Nasza Loteria SR - pasek na kartach artykułów

Znany, bogaty, uwielbiany przez kobiety. Czy popełnił samobójstwo?

Rozmawia Włodzimierz Jurasz
Jerzy Kosiński i Leopold Rene Nowak na krakowskim Kazimierzu
Jerzy Kosiński i Leopold Rene Nowak na krakowskim Kazimierzu Reprodukcja Anna Kaczmarz/Archiwum Rene Nowaka
Oskarżono go o plagiat. – Sugerowano, że to złamało Kosińskiego. Mogło być jednak tak, że ludzie mniej utalentowani chcieli przy tej okazji zaistnieć. Jurek był nie tylko pisarzem, ale wielką osobowością – uważa Leopold Rene Nowak, aktor i reżyser, długoletni znajomy pisarza.

– Był Pan przyjacielem Kosińskiego. Wierzy Pan w jego samobójstwo?

– Pamiętam dobrze noc ze środy na czwartek. Jurek zatelefonował do mnie koło północy. Zapowiedział przyjazd do Warszawy na spotkanie w sprawie Amerbanku, w którym pełnił ważną funkcję. Prosił o zarezerwowanie hotelu, pytał też, czy nie mógłby zanocować u pewnych znajomych w łóżku, w którym umarła jego matka. Umówiliśmy się na spotkanie. Był w znakomitym humorze, opowiadał anegdotki, pochwalił się wygranym meczem w polo. Dzień później podano informację o jego śmierci. Musimy pamiętać, że mimo krytyki i oskarżeń, np. o wykorzystywanie tzw. ghost writerów (pisarzy, którzy za pieniądze redagują teksty) czy plagiaty, Jurek był człowiekiem sukcesu. Znany, bogaty, uwielbiany przez kobiety. Mówiło się, że jest kandydatem do Nagrody Nobla… Czy ktoś taki, z takimi planami, mógłby popełnić samobójstwo?

–Ma Pan jakąś inną teorię? Znaleziono go w wannie, z plastikowym workiem na głowie, we krwi wykryto barbiturany…

– Wiem, że był uwikłany w konflikty majątkowe. Nie chcę jednak snuć żadnych teorii, mówię tylko o swych wątpliwościach.

– Śledził Pan przebieg amerykańskiego śledztwa w tej sprawie?

– Wszystko działo się bardzo szybko, ustalenia były jednoznaczne, więc nie było co śledzić. Wiem, że prokurator generalny starał się sprawę uciszyć, interweniował w kilku redakcjach, które domagały się wyjaśnienia tej śmierci.

– Jest to kolejna amerykańska śmierć, pozornie wyjaśniona acz budząca wątpliwości? Nie do rozstrzygnięcia?

– Zapewne.
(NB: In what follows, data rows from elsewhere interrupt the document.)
//! Terminal Results Table
//!
//! One row per case with its timing, complexity score and rule. Rows whose
//! detail panel is expanded list their leading (input, output) pairs.

use crate::report::CaseReport;
use crate::view::Expansion;
use std::fmt::Write as _;

const HEADERS: [&str; 4] = ["Test Case", "Avg. Time (ms)", "Rule Complexity", "Rule"];

fn time_cell(case: &CaseReport) -> String {
    match case.average_time_ms() {
        Some(ms) => format!("{:.4}", ms),
        None => "failed".to_string(),
    }
}

pub fn render_table(results: &[CaseReport], expansion: &Expansion) -> String {
    let rows: Vec<([String; 3], Vec<String>)> = results
        .iter()
        .enumerate()
        .map(|(i, case)| {
            let marker = if expansion.is_expanded(i) { 'v' } else { '>' };
            let cells = [
                format!("{} {}", marker, case.name),
                time_cell(case),
                case.complexity_score.to_string(),
            ];
            (cells, rule_lines(&case.rule))
        })
        .collect();

    let mut widths = [HEADERS[0].len(), HEADERS[1].len(), HEADERS[2].len()];
    for (cells, _) in &rows {
        for (w, cell) in widths.iter_mut().zip(cells.iter()) {
            *w = (*w).max(cell.chars().count());
        }
    }
    let rule_width = rows
        .iter()
        .flat_map(|(_, lines)| lines.iter().map(|l| l.chars().count()))
        .fold(HEADERS[3].len(), usize::max);

    let mut out = String::new();
    let header = [HEADERS[0], HEADERS[1], HEADERS[2]].map(String::from);
    write_row(&mut out, &header, HEADERS[3], &widths);
    let mut separator: Vec<String> = widths.iter().map(|w| "-".repeat(*w)).collect();
    separator.push("-".repeat(rule_width));
    let _ = writeln!(out, "{}", separator.join("-+-"));

    let blank = [String::new(), String::new(), String::new()];
    for (i, ((cells, lines), case)) in rows.iter().zip(results).enumerate() {
        for (n, line) in lines.iter().enumerate() {
            // Rule text continues below the first line with the other cells empty
            let cells = if n == 0 { cells } else { &blank };
            write_row(&mut out, cells, line, &widths);
        }
        if expansion.is_expanded(i) {
            write_detail(&mut out, case);
        }
    }

    out
}

/// Pretty-printed rule, one entry per line
fn rule_lines(rule: &serde_json::Value) -> Vec<String> {
    serde_json::to_string_pretty(rule)
        .unwrap_or_else(|_| rule.to_string())
        .lines()
        .map(String::from)
        .collect()
}

fn write_row(out: &mut String, cells: &[String; 3], rule: &str, widths: &[usize; 3]) {
    let mut padded: Vec<String> = cells
        .iter()
        .zip(widths)
        .enumerate()
        .map(|(col, (cell, w))| {
            // Numeric columns are right-aligned
            if col == 0 {
                format!("{:<w$}", cell, w = *w)
            } else {
                format!("{:>w$}", cell, w = *w)
            }
        })
        .collect();
    padded.push(rule.to_string());
    let _ = writeln!(out, "{}", padded.join(" | ").trim_end());
}

fn write_detail(out: &mut String, case: &CaseReport) {
    if let Some(failure) = &case.failure {
        let _ = writeln!(out, "    error ({}): {}", failure.evaluator, failure.message);
        return;
    }

    let total = case.metrics.as_ref().map_or(case.detail.len(), |m| m.inputs);
    let _ = writeln!(
        out,
        "    showing {} of {} inputs",
        case.detail.len(),
        total
    );
    for (idx, row) in case.detail.iter().enumerate() {
        let _ = writeln!(out, "    [{:>3}] {} => {}", idx, row.input, row.output);
    }
}

#[cfg(test)]
mod tests {
    use super::*;
    use crate::report::fixtures;
    use crate::view::{ViewEvent, ViewState};

    fn view(results: Vec<CaseReport>) -> ViewState {
        let mut view = ViewState::new();
        view.apply(ViewEvent::RunCompleted(results));
        view
    }

    #[test]
    fn test_collapsed_rows_hide_detail() {
        let view = view(vec![fixtures::passed("Nested Logic", 0.1234)]);
        let table = render_table(view.results(), view.expansion());

        assert!(table.lines().next().unwrap().starts_with("Test Case"));
        assert!(table.contains("> Nested Logic"));
        assert!(table.contains("0.1234"));
        assert!(!table.contains("=>"));
    }

    #[test]
    fn test_rule_is_pretty_printed() {
        let view = view(vec![fixtures::passed("Nested Logic", 0.5)]);
        let table = render_table(view.results(), view.expansion());
        let lines: Vec<&str> = table.lines().collect();

        // header, separator, then one line per line of the pretty rule
        assert_eq!(lines.len(), 2 + 8);
        assert!(lines[2].starts_with("> Nested Logic"));
        assert!(lines[2].ends_with("| {"));
        assert!(lines[3].ends_with(r#"|   ">=": ["#));
        assert!(lines[5].ends_with(r#"|       "var": "temp""#));
        assert!(lines[3].trim_start().starts_with('|'));
    }

    #[test]
    fn test_expanded_row_shows_pairs() {
        let mut view = view(vec![fixtures::passed("a", 1.0), fixtures::passed("b", 2.0)]);
        view.toggle(1);
        let table = render_table(view.results(), view.expansion());

        assert!(table.contains("> a"));
        assert!(table.contains("v b"));
        assert_eq!(table.matches("showing 2 of 2 inputs").count(), 1);
        assert!(table.contains(r#"[  0] {"temp":25} => true"#));
        assert!(table.contains(r#"[  1] {"temp":5} => false"#));
    }

    #[test]
    fn test_failed_row() {
        let mut view = view(vec![fixtures::failed("broken")]);
        view.toggle(0);
        let table = render_table(view.results(), view.expansion());

        assert!(table.contains("failed"));
        assert!(table.contains("error (test): unknown operator"));
    }
}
Myślę, że gdyby Jurek miał rodzinę, to ktoś by jednak chciał wyjaśnić tę zagadkę. A on był całkowicie sam.

– A druga żona?

– Jurek miewał romanse, jego życie to mnóstwo trudnych historii, w które nie chcę wnikać.

– Jak zaczęła się wasza przyjaźń?

– Poznaliśmy się w 1949 roku, gdy grałem w filmie „Pierwszy start”. Statystowali w nim też uczniowie, wśród nich Teresa Lipowska, Stanisław Mikulski i Jurek. Widywaliśmy się również po jego wyjeździe, już w Stanach.

– Okoliczności tego wyjazdu też nie są do końca jasne.

– Powszechnie uważa się, że Kosiński uciekł z Polski. To nie było tak. Studiował socjologię u prof. Chałasińskiego, otrzymał amerykańskie stypendium i wyjechał oficjalnie. Tam zaproponowano mu pracę i po prostu został. Wykładał na uczelniach, zarabiał, ożenił się, pisał.

– Wielką sławę zdobył „Malowanym ptakiem”, odwołującym się do jego wojennych przeżyć. Powieść jednak zdemaskowano, a autora oskarżono o plagiat i zafałszowanie własnej, wojennej przeszłości.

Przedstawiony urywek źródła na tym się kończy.